• [Task objective]:
Set down exactly, and only, the lines from the one with "pub fn new()" to the final line of the entries, both included.

• [Input data]:
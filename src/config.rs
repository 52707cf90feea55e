//! Configuration for placement batches.

use std::path::Path;

use serde::Deserialize;
use thiserror::Error;

use crate::geometry::Point3;

/// Errors that can occur when loading a configuration file
#[derive(Error, Debug)]
pub enum ConfigError {
    #[error("Failed to read config file: {0}")]
    IoError(#[from] std::io::Error),
    #[error("Failed to parse config TOML: {0}")]
    ParseError(#[from] toml::de::Error),
}

/// Tuning knobs for the template cache and the placement transform.
#[derive(Debug, Clone)]
pub struct PlacementConfig {
    /// Absolute tolerance under which a requested scale counts as unit
    /// scale and no scale transform is applied.
    pub scale_tolerance: f64,

    /// Neutral reference point templates are staged at.
    pub staging_point: Point3,
}

impl Default for PlacementConfig {
    fn default() -> Self {
        Self {
            scale_tolerance: 1e-4,
            staging_point: Point3::ORIGIN,
        }
    }
}

/// TOML structure for deserializing a config file
#[derive(Deserialize)]
struct TomlConfig {
    placement: Option<TomlPlacement>,
}

#[derive(Deserialize)]
struct TomlPlacement {
    scale_tolerance: Option<f64>,
    staging_point: Option<[f64; 3]>,
}

impl PlacementConfig {
    /// Create a new configuration with default values
    pub fn new() -> Self {
        Self::default()
    }

    /// Set the unit-scale tolerance
    pub fn with_scale_tolerance(mut self, tolerance: f64) -> Self {
        self.scale_tolerance = tolerance;
        self
    }

    /// Set the staging reference point
    pub fn with_staging_point(mut self, point: Point3) -> Self {
        self.staging_point = point;
        self
    }

    /// Load configuration from a TOML file; missing keys keep their
    /// defaults.
    pub fn from_file(path: &Path) -> Result<Self, ConfigError> {
        let content = std::fs::read_to_string(path)?;
        Self::from_toml_str(&content)
    }

    /// Load configuration from a TOML string
    pub fn from_toml_str(content: &str) -> Result<Self, ConfigError> {
        let parsed: TomlConfig = toml::from_str(content)?;
        let mut config = Self::default();
        if let Some(placement) = parsed.placement {
            if let Some(tolerance) = placement.scale_tolerance {
                config.scale_tolerance = tolerance;
            }
            if let Some([x, y, z]) = placement.staging_point {
                config.staging_point = Point3::new(x, y, z);
            }
        }
        Ok(config)
    }
}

• [Result for this exercise]:
    pub fn new() -> Self {
        Self::default()
    }

    /// Set the unit-scale tolerance
    pub fn with_scale_tolerance(mut self, tolerance: f64) -> Self {
        self.scale_tolerance = tolerance;
        self
    }

    /// Set the staging reference point
    pub fn with_staging_point(mut self, point: Point3) -> Self {
        self.staging_point = point;
        self
    }

    /// Load configuration from a TOML file; missing keys keep their
    /// defaults.
    pub fn from_file(path: &Path) -> Result<Self, ConfigError> {
        let content = std::fs::read_to_string(path)?;
        Self::from_toml_str(&content)
    }

    /// Load configuration from a TOML string
    pub fn from_toml_str(content: &str) -> Result<Self, ConfigError> {
        let parsed: TomlConfig = toml::from_str(content)?;
        let mut config = Self::default();
        if let Some(placement) = parsed.placement {
            if let Some(tolerance) = placement.scale_tolerance {
                config.scale_tolerance = tolerance;
            }
            if let Some([x, y, z]) = placement.staging_point {
                config.staging_point = Point3::new(x, y, z);
            }
        }
        Ok(config)
    }
}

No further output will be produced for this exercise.